Both the GSA and the DOD told Construction Dive they do not comment on ongoing litigation.
NABTU argues no such exemptions could exist while the executive order remains, and that such policies hurt the members of the organization that benefit from PLAs. In addition to the agencies, the suit names DOD Secretary Pete Hegseth and Acting GSA Administrator Stephen Ehikian as defendants.
Trump has not repealed Executive Order 14063, the one Biden penned requiring PLAs, despite taking action to discourage the use of them and other collective bargaining agreements. Indeed, one Trump order from March 14 targets PLAs in its guidance for federal rulemaking, but does not revoke the rule itself.
In December 2023, the Biden administration announced the implementation of an executive order requiring PLAS on federal construction jobs of $35 million or more. The move, by the self-proclaimed most pro-labor president in history, was decried by employer groups, and faced lawsuits seeking its repeal.

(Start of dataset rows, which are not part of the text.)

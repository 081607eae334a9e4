//! Cooperative task scheduler
//!
//! The scheduler owns four collections: the FIFO task queue (shared with
//! worker threads behind a mutex and condition variable), the one-shot timer
//! map, the periodic ticker map, and the suspended-fiber table. The main loop
//! itself is driven by the machine, which pops tasks here and runs the
//! interpreter over them; this module only manages state and wakeups.

pub mod task;
pub mod worker;

pub use task::{Fiber, TickerEntry, TimerEntry, TimerKey, VmTask, MAX_TASK_ARGS};
pub use worker::{WorkerCompletion, WorkerRecord, WorkerValue};

use crate::value::Value;
use crate::vm::WorkerHostFn;
use crossbeam_channel::{unbounded, Receiver, Sender};
use rustc_hash::FxHashMap;
use std::collections::BTreeMap;
use std::sync::Arc;
use std::time::{Duration, Instant};

/// Task, timer, ticker, fiber and worker bookkeeping
pub struct Scheduler {
    shared: Arc<worker::Shared>,
    completions_tx: Sender<WorkerCompletion>,
    completions_rx: Receiver<WorkerCompletion>,
    timers: BTreeMap<TimerKey, TimerEntry>,
    tickers: BTreeMap<TimerKey, TickerEntry>,
    paused: FxHashMap<u64, Fiber>,
    workers: FxHashMap<u64, WorkerRecord>,
    next_uid: u64,
}

impl Scheduler {
    /// Create an empty scheduler
    pub fn new() -> Self {
        let (completions_tx, completions_rx) = unbounded();
        Self {
            shared: Arc::new(worker::Shared::default()),
            completions_tx,
            completions_rx,
            timers: BTreeMap::new(),
            tickers: BTreeMap::new(),
            paused: FxHashMap::default(),
            workers: FxHashMap::default(),
            next_uid: 1,
        }
    }

    /// Allocate a unique id (tasks, timers, fibers, workers)
    pub fn next_uid(&mut self) -> u64 {
        let uid = self.next_uid;
        self.next_uid += 1;
        uid
    }

    // ========================================================================
    // Task queue
    // ========================================================================

    /// Append a task to the queue and wake the loop
    pub fn enqueue(&self, task: VmTask) {
        self.shared.queue.lock().push_back(task);
        self.shared.notify();
    }

    /// Pop the front task, if any
    pub fn try_pop(&self) -> Option<VmTask> {
        self.shared.queue.lock().pop_front()
    }

    /// Number of queued tasks
    pub fn queued_tasks(&self) -> usize {
        self.shared.queue.lock().len()
    }

    // ========================================================================
    // Timers & tickers
    // ========================================================================

    /// Register a one-shot timer; returns its cancellation id
    pub fn register_timer(&mut self, delay: Duration, task: VmTask) -> u64 {
        let id = self.next_uid();
        let seq = self.next_uid();
        let key = TimerKey {
            deadline: Instant::now() + delay,
            seq,
        };
        self.timers.insert(key, TimerEntry { id, task });
        id
    }

    /// Register a periodic ticker; returns its cancellation id
    pub fn register_ticker(&mut self, period: Duration, task: VmTask) -> u64 {
        let id = self.next_uid();
        let seq = self.next_uid();
        let key = TimerKey {
            deadline: Instant::now() + period,
            seq,
        };
        self.tickers.insert(key, TickerEntry { id, task, period });
        id
    }

    /// Cancel a timer; queued callbacks still run
    pub fn clear_timer(&mut self, id: u64) {
        self.timers.retain(|_, entry| entry.id != id);
    }

    /// Cancel a ticker; queued callbacks still run
    pub fn clear_ticker(&mut self, id: u64) {
        self.tickers.retain(|_, entry| entry.id != id);
    }

    /// Enqueue every timer and ticker whose deadline has passed
    ///
    /// Tickers re-arm at `now + period`, so missed periods collapse into a
    /// single fire per drain.
    pub fn drain_due(&mut self, now: Instant) {
        while let Some((&key, _)) = self.timers.iter().next() {
            if key.deadline > now {
                break;
            }
            let entry = self.timers.remove(&key).expect("first timer key exists");
            self.enqueue(entry.task);
        }

        let mut rearmed = Vec::new();
        while let Some((&key, _)) = self.tickers.iter().next() {
            if key.deadline > now {
                break;
            }
            let entry = self.tickers.remove(&key).expect("first ticker key exists");
            self.enqueue(entry.task.clone());
            rearmed.push(entry);
        }
        for entry in rearmed {
            let seq = self.next_uid();
            let key = TimerKey {
                deadline: now + entry.period,
                seq,
            };
            self.tickers.insert(key, entry);
        }
    }

    /// Earliest timer or ticker deadline
    pub fn next_deadline(&self) -> Option<Instant> {
        let timer = self.timers.keys().next().map(|k| k.deadline);
        let ticker = self.tickers.keys().next().map(|k| k.deadline);
        match (timer, ticker) {
            (Some(a), Some(b)) => Some(a.min(b)),
            (a, b) => a.or(b),
        }
    }

    // ========================================================================
    // Fibers
    // ========================================================================

    /// Park a suspended fiber
    pub fn park_fiber(&mut self, fiber: Fiber) {
        self.paused.insert(fiber.id, fiber);
    }

    /// Enqueue a resume for a parked fiber
    pub fn resume_fiber(&self, id: u64, argument: Value) {
        self.enqueue(VmTask::fiber_resume(id, argument));
    }

    /// Remove a parked fiber for reinstallation
    pub fn take_fiber(&mut self, id: u64) -> Option<Fiber> {
        self.paused.remove(&id)
    }

    /// Number of parked fibers
    pub fn paused_fibers(&self) -> usize {
        self.paused.len()
    }

    // ========================================================================
    // Workers
    // ========================================================================

    /// Spawn a worker thread; the callback runs with the result on completion
    pub fn start_worker(
        &mut self,
        func: WorkerHostFn,
        arguments: Vec<WorkerValue>,
        callback: Value,
    ) -> std::io::Result<u64> {
        let id = self.next_uid();
        let handle = worker::spawn_worker(
            id,
            func,
            arguments,
            self.completions_tx.clone(),
            Arc::clone(&self.shared),
        )?;
        self.workers.insert(
            id,
            WorkerRecord {
                id,
                callback,
                handle: Some(handle),
            },
        );
        Ok(id)
    }

    /// Drain finished worker completions
    pub fn poll_completions(&self) -> Vec<WorkerCompletion> {
        self.completions_rx.try_iter().collect()
    }

    /// Retire a worker record, joining its thread; returns the callback
    pub fn finish_worker(&mut self, record: u64) -> Option<Value> {
        let mut record = self.workers.remove(&record)?;
        if let Some(handle) = record.handle.take() {
            let _ = handle.join();
        }
        Some(record.callback)
    }

    /// Number of workers still running or unprocessed
    pub fn active_workers(&self) -> usize {
        self.workers.len()
    }

    // ========================================================================
    // Loop support
    // ========================================================================

    /// Whether nothing remains to execute, wait for or resume
    pub fn is_idle(&self) -> bool {
        self.queued_tasks() == 0
            && self.timers.is_empty()
            && self.tickers.is_empty()
            && self.paused.is_empty()
            && self.workers.is_empty()
            && self.completions_rx.is_empty()
    }

    /// Block until a task is queued, a completion arrives, or the next
    /// timer/ticker deadline passes
    pub fn wait_for_work(&self) {
        let deadline = self.next_deadline();
        let mut queue = self.shared.queue.lock();
        if !queue.is_empty() || !self.completions_rx.is_empty() {
            return;
        }
        match deadline {
            Some(deadline) => {
                let now = Instant::now();
                if deadline > now {
                    self.shared
                        .condvar
                        .wait_for(&mut queue, deadline - now);
                }
            }
            None => {
                // Bounded wait so worker completions that raced the lock are
                // picked up promptly
                self.shared
                    .condvar
                    .wait_for(&mut queue, Duration::from_millis(50));
            }
        }
    }

    /// Join every remaining worker thread
    pub fn shutdown(&mut self) {
        let ids: Vec<u64> = self.workers.keys().copied().collect();
        for id in ids {
            self.finish_worker(id);
        }
    }

    /// Push every heap value the scheduler keeps alive
    pub fn trace_roots(&self, out: &mut Vec<Value>) {
        for task in self.shared.queue.lock().iter() {
            task.trace_roots(out);
        }
        for entry in self.timers.values() {
            entry.task.trace_roots(out);
        }
        for entry in self.tickers.values() {
            entry.task.trace_roots(out);
        }
        for fiber in self.paused.values() {
            fiber.trace_roots(out);
        }
        for record in self.workers.values() {
            out.push(record.callback);
        }
    }
}

impl Default for Scheduler {
    fn default() -> Self {
        Self::new()
    }
}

Then in January 2025, a U.S. Court of Federal Claims judge found the implementation of the mandate on seven contract procedures in 2024 ignored federal agencies’ own research indicating PLAs would be anti-competitive and relied on “arbitrary and capricious” presidential policy.
Though that case supplied the means for other employers to file similar motions, it only applied to the seven contracts involved in the original complaint.
Associated Builders and Contractors, which had originally sued the Biden administration seeking to remove Executive Order 14063, released a statement Thursday decrying NABTU’s suit.
“ABC supports the Trump administration’s exemption of projects critical to America’s national security from these rules,” said Kristen Swearingen, ABC vice president of government affairs. “We urge the administration to take a step further and fully rescind former President Joe Biden’s Executive Order 14063 implementing PLA mandates.”
Swearingen said removing the executive order would eliminate the basis for NABTU’s case.